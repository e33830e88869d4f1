use aura_error::TopicError;

use super::{MULTI_LEVEL, SEPARATOR, SINGLE_LEVEL};

/// Проверяет конкретный топик, в который публикуется сообщение.
///
/// Сегменты непустые, wildcard-символы `+` и `#` запрещены.
pub fn validate_topic(topic: &str) -> Result<(), TopicError> {
    if topic.is_empty() {
        return Err(TopicError::Empty);
    }
    for (index, segment) in topic.split(SEPARATOR).enumerate() {
        if segment.is_empty() {
            return Err(TopicError::EmptySegment {
                topic: topic.to_string(),
                index,
            });
        }
        if segment.contains(['+', '#']) {
            return Err(TopicError::WildcardInTopic {
                topic: topic.to_string(),
                segment: segment.to_string(),
            });
        }
    }
    Ok(())
}

/// Проверяет шаблон подписки.
///
/// `+` допустим только целым сегментом, `#` только целым последним
/// сегментом.
pub fn validate_pattern(pattern: &str) -> Result<(), TopicError> {
    if pattern.is_empty() {
        return Err(TopicError::Empty);
    }
    let mut segments = pattern.split(SEPARATOR).enumerate().peekable();
    while let Some((index, segment)) = segments.next() {
        if segment.is_empty() {
            return Err(TopicError::EmptySegment {
                topic: pattern.to_string(),
                index,
            });
        }
        let is_last = segments.peek().is_none();
        let misplaced = match segment {
            SINGLE_LEVEL => false,
            MULTI_LEVEL => !is_last,
            other => other.contains(['+', '#']),
        };
        if misplaced {
            return Err(TopicError::MisplacedWildcard {
                pattern: pattern.to_string(),
                segment: segment.to_string(),
            });
        }
    }
    Ok(())
}

/// `true`, если строка содержит wildcard-сегмент.
pub fn is_pattern(s: &str) -> bool {
    s.split(SEPARATOR)
        .any(|segment| segment == SINGLE_LEVEL || segment == MULTI_LEVEL)
}
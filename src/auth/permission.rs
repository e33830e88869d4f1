use std::{fmt, str::FromStr};

use aura_error::AuthError;
use serde::{Deserialize, Serialize};

use crate::topic::{covers, validate_pattern, MULTI_LEVEL, SEPARATOR, SINGLE_LEVEL};

/// Действие, на которое выдаётся право.
#[derive(Debug, Clone, Copy, PartialEq, Eq, Hash, Serialize, Deserialize)]
#[serde(rename_all = "lowercase")]
pub enum Action {
    Subscribe,
    Publish,
    Unsubscribe,
}

/// Разобранное право доступа.
///
/// Строковая форма:
/// - `*` — любое действие на любом топике;
/// - `<action>:*` — действие на любом топике;
/// - `<action>:<pattern>` — действие на топиках, покрытых шаблоном.
///
/// В шаблоне права сегмент `*` означает «что угодно»: последний сегмент
/// становится `#`, остальные `+`. Так `publish:orders/*` разрешает
/// публикацию в `orders/new` и `orders/eu/new`.
#[derive(Debug, Clone, PartialEq, Eq)]
pub enum Permission {
    All,
    AnyTopic(Action),
    Scoped { action: Action, pattern: String },
}

////////////////////////////////////////////////////////////////////////////////
// Собственные методы
////////////////////////////////////////////////////////////////////////////////

impl Action {
    pub const ALL: [Action; 3] = [Action::Subscribe, Action::Publish, Action::Unsubscribe];

    pub fn as_str(&self) -> &'static str {
        match self {
            Self::Subscribe => "subscribe",
            Self::Publish => "publish",
            Self::Unsubscribe => "unsubscribe",
        }
    }
}

impl Permission {
    pub fn parse(raw: &str) -> Result<Self, AuthError> {
        let invalid = |reason: &str| AuthError::InvalidPermission {
            permission: raw.to_string(),
            reason: reason.to_string(),
        };

        let raw_trimmed = raw.trim();
        if raw_trimmed == "*" {
            return Ok(Self::All);
        }

        let (action, scope) = raw_trimmed
            .split_once(':')
            .ok_or_else(|| invalid("expected '<action>:<pattern>' or '*'"))?;
        let action = action
            .parse::<Action>()
            .map_err(|_| invalid("unknown action"))?;

        match scope {
            "*" => Ok(Self::AnyTopic(action)),
            "" => Err(invalid("empty pattern")),
            pattern => {
                let pattern = normalize_grant(pattern);
                validate_pattern(&pattern).map_err(|e| invalid(&e.to_string()))?;
                Ok(Self::Scoped { action, pattern })
            }
        }
    }

    /// Разрешает ли право `action` над `topic`.
    ///
    /// `topic` может быть шаблоном подписки: тогда право должно покрывать
    /// каждый топик, который этот шаблон может получить.
    pub fn allows(
        &self,
        action: Action,
        topic: &str,
    ) -> bool {
        match self {
            Self::All => true,
            Self::AnyTopic(a) => *a == action,
            Self::Scoped { action: a, pattern } => *a == action && covers(pattern, topic),
        }
    }

    pub fn action(&self) -> Option<Action> {
        match self {
            Self::All => None,
            Self::AnyTopic(a) | Self::Scoped { action: a, .. } => Some(*a),
        }
    }
}

/// Переводит `*`-сегменты права в wildcard-сегменты шаблона.
fn normalize_grant(pattern: &str) -> String {
    let segments: Vec<&str> = pattern.split(SEPARATOR).collect();
    let last = segments.len() - 1;

    segments
        .iter()
        .enumerate()
        .map(|(i, s)| match *s {
            "*" if i == last => MULTI_LEVEL,
            "*" => SINGLE_LEVEL,
            other => other,
        })
        .collect::<Vec<_>>()
        .join(&SEPARATOR.to_string())
}

////////////////////////////////////////////////////////////////////////////////
// Общие реализации трейтов
////////////////////////////////////////////////////////////////////////////////

impl FromStr for Action {
    type Err = ();

    fn from_str(s: &str) -> Result<Self, Self::Err> {
        match s.trim().to_ascii_lowercase().as_str() {
            "subscribe" => Ok(Self::Subscribe),
            "publish" => Ok(Self::Publish),
            "unsubscribe" => Ok(Self::Unsubscribe),
            _ => Err(()),
        }
    }
}

impl fmt::Display for Action {
    fn fmt(
        &self,
        f: &mut fmt::Formatter<'_>,
    ) -> fmt::Result {
        f.write_str(self.as_str())
    }
}

impl FromStr for Permission {
    type Err = AuthError;

    fn from_str(s: &str) -> Result<Self, Self::Err> {
        Self::parse(s)
    }
}

impl fmt::Display for Permission {
    fn fmt(
        &self,
        f: &mut fmt::Formatter<'_>,
    ) -> fmt::Result {
        match self {
            Self::All => f.write_str("*"),
            Self::AnyTopic(action) => write!(f, "{action}:*"),
            Self::Scoped { action, pattern } => write!(f, "{action}:{pattern}"),
        }
    }
}

////////////////////////////////////////////////////////////////////////////////
// Тесты
////////////////////////////////////////////////////////////////////////////////
//! Подсистема Publish–Subscribe.
//!
//! - `broker`: публичный фасад: токены, подписки, публикация, остановка.
//! - `dispatch`: реестр подписок и раздача сообщений по их очередям.
//! - `worker`: воркер подписки, вызывающий обработчик.
//! - `scanner`: фоновый просмотр почтового ящика.
//! - `wake`: источники пробуждения сканера (таймер или события ФС).
//! - `dedupe` (приватный): отметки локально разосланных сообщений.
//!
//! Порядок доставки гарантирован только внутри одной подписки одного
//! процесса. Между процессами сообщения приходят в порядке обнаружения
//! записей сканером, и этот порядок может отличаться от порядка
//! публикации.

pub mod broker;
mod dedupe;
pub mod dispatch;
pub mod handler;
pub mod message;
pub mod scanner;
pub mod stats;
pub mod wake;
mod worker;

pub use broker::Broker;
pub use dispatch::{Dispatcher, Registration, SubscriptionId};
pub use handler::MessageHandler;
pub use message::Message;
pub use scanner::ScanReport;
pub use stats::{BrokerCounters, BrokerStats};
pub use wake::{wake_source, DiscoveryMode, PollWake, WakeSource, WatchWake};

== == ==

• **TASK BRIEF**
Lines of the listing above that hold the string "handler" should each be copied.

• **TASK SOLUTION**
pub mod handler;
pub use handler::MessageHandler;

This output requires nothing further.